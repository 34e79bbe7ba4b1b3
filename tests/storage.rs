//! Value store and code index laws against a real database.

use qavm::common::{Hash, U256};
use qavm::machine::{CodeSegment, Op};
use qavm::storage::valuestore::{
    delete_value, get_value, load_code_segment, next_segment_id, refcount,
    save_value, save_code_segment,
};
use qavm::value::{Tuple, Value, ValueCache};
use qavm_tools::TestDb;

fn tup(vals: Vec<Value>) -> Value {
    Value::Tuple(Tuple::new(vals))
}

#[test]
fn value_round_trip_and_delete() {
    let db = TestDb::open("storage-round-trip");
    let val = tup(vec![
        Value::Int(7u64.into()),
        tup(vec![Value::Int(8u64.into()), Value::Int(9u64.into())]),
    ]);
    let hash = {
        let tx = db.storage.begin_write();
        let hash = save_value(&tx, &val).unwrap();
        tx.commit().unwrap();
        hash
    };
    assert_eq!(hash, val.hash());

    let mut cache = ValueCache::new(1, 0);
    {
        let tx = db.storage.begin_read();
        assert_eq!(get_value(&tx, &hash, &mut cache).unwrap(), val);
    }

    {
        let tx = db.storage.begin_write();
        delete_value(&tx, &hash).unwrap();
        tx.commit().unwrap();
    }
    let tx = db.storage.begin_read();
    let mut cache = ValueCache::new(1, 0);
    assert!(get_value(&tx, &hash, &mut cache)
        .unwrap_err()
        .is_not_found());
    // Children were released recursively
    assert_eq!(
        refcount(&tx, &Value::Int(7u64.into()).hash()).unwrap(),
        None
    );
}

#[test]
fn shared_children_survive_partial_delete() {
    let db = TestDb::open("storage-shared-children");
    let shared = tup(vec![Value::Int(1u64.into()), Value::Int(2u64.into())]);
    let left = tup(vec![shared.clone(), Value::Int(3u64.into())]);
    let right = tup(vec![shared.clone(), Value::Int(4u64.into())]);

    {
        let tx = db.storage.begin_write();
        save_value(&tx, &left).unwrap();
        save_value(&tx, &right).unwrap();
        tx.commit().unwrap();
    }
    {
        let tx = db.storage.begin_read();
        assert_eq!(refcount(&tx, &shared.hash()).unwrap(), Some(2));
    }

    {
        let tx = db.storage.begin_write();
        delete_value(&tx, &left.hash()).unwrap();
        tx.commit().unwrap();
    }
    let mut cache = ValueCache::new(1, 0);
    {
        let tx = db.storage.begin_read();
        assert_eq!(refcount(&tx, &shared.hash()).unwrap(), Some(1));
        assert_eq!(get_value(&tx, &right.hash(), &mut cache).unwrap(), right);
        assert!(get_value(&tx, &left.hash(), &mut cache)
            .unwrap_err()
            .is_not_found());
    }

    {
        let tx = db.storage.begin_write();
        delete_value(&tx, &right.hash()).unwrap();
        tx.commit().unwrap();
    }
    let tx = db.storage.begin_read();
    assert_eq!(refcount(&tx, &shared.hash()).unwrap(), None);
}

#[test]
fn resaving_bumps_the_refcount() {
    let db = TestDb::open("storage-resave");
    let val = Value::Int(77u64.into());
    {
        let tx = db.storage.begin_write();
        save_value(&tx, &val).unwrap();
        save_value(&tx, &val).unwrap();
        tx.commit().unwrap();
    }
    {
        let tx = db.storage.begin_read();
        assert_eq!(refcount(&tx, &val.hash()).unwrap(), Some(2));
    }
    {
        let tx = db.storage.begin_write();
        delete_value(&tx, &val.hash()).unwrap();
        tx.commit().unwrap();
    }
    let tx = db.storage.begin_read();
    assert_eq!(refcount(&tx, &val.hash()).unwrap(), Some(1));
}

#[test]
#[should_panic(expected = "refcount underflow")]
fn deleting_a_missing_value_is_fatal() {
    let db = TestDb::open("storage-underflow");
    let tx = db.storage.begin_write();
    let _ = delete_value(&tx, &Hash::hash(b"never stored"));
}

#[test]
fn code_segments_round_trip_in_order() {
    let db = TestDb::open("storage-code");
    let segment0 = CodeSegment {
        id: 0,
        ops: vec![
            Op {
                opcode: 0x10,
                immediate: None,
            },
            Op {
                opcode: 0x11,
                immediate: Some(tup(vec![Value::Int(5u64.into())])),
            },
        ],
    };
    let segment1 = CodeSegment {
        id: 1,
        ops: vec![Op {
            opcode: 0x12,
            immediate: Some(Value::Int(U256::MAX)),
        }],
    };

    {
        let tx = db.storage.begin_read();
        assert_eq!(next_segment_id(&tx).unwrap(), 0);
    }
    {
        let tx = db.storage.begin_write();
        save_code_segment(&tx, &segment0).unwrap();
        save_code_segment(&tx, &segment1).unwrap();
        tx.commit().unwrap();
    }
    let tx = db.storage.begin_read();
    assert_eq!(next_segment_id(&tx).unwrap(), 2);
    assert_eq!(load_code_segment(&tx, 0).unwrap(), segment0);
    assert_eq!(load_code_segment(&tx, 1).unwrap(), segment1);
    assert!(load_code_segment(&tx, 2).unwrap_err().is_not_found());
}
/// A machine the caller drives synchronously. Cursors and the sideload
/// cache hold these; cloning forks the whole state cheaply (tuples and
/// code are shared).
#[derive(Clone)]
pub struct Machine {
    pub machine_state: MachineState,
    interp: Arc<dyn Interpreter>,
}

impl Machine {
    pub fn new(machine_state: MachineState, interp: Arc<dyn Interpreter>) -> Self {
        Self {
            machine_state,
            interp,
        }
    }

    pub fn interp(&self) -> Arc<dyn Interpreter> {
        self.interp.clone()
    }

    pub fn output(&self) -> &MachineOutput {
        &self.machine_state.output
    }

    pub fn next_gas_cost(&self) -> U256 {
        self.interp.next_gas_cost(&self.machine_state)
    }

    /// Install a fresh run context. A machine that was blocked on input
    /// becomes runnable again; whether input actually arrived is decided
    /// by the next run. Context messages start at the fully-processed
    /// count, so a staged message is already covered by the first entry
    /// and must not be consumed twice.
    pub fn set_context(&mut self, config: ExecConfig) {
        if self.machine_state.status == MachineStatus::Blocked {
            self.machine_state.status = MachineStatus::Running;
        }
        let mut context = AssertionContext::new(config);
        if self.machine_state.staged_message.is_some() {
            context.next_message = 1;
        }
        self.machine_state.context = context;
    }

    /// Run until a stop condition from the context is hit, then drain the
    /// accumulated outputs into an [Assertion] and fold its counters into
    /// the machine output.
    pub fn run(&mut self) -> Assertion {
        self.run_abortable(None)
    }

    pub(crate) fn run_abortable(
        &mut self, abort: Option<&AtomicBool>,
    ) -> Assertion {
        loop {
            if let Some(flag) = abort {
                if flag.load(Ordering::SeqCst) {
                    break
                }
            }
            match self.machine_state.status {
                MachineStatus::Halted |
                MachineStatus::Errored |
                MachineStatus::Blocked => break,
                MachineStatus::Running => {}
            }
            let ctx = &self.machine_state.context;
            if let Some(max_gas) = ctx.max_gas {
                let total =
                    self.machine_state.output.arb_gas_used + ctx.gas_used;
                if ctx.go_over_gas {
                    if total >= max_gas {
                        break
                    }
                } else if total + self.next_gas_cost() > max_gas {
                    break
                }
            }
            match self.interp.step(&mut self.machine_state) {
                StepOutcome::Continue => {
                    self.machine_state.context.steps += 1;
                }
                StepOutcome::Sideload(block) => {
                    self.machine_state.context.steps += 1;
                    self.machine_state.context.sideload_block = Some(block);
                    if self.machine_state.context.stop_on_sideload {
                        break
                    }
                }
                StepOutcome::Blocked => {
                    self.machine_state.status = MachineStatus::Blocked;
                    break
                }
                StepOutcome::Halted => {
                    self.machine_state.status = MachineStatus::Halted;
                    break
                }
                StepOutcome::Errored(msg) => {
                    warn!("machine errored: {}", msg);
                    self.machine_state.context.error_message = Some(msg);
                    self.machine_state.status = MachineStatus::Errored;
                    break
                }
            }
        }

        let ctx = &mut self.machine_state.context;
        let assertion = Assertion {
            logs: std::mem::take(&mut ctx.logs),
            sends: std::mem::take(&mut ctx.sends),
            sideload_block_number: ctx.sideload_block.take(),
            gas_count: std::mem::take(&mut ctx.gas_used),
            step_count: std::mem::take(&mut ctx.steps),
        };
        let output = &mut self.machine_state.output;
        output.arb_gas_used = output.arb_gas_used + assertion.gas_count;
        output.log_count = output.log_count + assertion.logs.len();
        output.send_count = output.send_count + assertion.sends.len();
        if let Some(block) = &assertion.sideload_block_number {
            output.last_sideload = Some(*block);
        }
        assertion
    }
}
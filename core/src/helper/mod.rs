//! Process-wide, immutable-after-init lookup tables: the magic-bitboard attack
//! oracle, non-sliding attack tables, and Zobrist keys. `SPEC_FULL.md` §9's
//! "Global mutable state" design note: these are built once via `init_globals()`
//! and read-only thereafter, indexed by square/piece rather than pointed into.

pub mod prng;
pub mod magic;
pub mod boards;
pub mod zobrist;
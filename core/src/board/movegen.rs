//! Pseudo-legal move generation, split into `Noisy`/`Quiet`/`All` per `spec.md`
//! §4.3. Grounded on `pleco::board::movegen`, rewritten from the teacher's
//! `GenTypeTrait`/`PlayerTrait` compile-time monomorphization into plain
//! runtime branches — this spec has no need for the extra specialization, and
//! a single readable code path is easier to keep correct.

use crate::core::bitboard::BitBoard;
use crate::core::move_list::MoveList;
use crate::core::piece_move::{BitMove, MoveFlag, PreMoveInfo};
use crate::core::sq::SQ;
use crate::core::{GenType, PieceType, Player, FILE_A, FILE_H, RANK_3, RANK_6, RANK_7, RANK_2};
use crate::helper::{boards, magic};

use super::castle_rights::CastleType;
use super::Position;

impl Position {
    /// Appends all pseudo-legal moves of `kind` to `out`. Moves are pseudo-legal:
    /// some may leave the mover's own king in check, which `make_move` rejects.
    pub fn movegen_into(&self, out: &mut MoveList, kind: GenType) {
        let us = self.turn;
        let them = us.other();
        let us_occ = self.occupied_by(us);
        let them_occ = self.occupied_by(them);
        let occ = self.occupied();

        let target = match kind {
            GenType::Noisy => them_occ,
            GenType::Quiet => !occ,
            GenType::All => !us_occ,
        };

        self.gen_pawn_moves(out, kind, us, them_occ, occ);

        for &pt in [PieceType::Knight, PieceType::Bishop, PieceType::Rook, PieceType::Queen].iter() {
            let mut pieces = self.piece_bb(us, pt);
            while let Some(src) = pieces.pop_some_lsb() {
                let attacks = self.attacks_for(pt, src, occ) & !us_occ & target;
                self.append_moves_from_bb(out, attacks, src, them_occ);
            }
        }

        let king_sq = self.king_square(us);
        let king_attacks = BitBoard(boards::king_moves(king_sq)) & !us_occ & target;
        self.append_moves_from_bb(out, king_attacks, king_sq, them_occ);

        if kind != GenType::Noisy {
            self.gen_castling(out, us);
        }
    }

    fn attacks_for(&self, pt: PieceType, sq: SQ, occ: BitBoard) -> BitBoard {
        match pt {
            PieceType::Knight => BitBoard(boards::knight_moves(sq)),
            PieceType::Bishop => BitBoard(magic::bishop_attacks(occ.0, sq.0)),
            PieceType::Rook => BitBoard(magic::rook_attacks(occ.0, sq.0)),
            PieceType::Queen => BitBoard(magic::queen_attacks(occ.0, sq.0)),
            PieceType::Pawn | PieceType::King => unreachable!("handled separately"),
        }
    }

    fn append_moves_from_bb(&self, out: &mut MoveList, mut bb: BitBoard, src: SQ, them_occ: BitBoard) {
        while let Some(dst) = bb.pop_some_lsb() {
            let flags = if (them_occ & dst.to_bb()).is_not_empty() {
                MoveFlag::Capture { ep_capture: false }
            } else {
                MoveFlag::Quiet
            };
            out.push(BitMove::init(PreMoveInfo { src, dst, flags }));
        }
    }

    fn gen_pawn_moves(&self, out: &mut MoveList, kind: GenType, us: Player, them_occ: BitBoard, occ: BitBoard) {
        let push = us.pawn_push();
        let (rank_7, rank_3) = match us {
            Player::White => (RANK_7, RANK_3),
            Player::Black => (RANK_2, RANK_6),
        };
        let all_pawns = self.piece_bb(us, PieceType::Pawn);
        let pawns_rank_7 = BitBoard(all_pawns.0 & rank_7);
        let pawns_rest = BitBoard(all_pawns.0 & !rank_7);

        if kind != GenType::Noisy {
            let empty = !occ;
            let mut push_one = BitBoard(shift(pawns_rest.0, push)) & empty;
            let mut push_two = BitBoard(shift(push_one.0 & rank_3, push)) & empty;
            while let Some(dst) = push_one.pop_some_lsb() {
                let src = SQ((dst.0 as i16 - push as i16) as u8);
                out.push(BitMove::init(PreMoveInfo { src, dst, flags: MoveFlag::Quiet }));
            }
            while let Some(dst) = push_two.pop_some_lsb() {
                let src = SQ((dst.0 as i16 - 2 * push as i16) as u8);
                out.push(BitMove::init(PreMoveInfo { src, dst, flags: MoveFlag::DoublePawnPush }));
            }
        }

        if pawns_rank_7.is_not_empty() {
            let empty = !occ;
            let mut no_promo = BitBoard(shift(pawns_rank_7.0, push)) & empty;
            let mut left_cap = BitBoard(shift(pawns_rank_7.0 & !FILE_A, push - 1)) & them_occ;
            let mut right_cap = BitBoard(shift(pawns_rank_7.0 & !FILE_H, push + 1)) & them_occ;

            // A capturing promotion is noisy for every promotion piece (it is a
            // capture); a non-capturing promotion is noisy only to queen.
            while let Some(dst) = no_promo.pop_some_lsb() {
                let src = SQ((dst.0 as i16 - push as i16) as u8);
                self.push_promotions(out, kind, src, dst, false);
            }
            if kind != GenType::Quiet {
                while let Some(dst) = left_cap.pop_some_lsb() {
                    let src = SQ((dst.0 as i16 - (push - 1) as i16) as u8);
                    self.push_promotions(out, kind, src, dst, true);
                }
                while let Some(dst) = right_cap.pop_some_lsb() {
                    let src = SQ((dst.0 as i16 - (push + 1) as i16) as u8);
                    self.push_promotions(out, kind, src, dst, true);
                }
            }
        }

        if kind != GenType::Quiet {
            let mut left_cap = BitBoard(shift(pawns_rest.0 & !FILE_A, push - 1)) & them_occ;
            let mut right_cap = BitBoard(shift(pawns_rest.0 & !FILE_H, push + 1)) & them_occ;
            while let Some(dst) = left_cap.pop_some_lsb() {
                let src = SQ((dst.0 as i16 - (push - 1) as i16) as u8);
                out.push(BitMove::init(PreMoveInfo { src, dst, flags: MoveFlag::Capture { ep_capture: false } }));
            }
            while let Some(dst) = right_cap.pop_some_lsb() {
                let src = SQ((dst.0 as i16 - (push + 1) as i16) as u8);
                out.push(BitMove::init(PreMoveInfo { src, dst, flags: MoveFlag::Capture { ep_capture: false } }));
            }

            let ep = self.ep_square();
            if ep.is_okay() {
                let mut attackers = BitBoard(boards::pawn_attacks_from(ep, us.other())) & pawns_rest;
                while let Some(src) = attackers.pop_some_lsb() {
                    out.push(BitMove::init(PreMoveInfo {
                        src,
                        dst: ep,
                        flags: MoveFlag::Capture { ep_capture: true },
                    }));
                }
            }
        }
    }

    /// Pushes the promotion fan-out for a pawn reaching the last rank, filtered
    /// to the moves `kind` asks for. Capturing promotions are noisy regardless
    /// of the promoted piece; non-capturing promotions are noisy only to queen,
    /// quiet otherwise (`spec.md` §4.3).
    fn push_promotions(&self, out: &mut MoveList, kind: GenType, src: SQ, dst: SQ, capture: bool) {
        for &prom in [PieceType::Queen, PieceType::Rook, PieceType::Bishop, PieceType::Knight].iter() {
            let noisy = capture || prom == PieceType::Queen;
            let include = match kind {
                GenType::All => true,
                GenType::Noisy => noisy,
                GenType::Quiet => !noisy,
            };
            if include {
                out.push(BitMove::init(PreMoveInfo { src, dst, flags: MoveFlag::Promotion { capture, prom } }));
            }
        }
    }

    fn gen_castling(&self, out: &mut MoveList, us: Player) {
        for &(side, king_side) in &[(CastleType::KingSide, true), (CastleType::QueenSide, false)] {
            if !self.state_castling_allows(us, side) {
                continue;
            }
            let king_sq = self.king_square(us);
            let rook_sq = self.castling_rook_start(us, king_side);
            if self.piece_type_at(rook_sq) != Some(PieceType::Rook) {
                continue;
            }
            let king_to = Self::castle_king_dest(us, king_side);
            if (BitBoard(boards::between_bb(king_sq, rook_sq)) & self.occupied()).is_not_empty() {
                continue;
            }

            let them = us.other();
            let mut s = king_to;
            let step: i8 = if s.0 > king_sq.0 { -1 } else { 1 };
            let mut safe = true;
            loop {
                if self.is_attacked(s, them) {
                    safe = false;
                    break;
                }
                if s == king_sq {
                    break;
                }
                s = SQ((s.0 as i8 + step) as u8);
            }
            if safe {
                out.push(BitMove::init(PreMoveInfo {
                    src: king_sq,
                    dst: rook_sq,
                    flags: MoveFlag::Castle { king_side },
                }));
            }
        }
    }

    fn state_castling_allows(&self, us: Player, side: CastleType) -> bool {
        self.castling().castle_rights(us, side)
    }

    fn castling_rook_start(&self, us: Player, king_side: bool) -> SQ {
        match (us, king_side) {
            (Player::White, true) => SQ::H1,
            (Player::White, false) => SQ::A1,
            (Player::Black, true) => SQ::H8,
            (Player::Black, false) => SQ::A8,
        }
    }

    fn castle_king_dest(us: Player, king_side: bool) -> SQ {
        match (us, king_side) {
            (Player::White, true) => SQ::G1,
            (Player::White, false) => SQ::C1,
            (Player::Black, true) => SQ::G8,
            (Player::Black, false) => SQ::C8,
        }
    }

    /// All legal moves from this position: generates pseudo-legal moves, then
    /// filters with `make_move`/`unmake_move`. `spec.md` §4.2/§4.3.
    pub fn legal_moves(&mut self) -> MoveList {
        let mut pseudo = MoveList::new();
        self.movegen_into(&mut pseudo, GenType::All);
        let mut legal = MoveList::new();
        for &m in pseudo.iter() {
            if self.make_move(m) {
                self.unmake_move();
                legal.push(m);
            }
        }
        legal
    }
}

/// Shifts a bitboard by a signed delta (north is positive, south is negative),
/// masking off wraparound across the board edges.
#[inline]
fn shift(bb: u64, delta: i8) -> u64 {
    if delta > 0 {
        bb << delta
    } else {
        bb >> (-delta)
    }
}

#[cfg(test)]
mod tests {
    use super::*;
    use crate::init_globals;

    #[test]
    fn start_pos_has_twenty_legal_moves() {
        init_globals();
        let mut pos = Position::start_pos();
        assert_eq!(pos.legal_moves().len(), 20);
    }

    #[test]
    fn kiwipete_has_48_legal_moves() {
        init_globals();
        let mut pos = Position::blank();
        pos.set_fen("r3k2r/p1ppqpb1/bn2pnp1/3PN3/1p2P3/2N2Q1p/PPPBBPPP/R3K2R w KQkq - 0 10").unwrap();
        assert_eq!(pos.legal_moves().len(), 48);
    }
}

____________________

• **Your objective**
Report how many lines of the entries hold the word "MoveList". Nothing else is needed.

• **Written reply**
9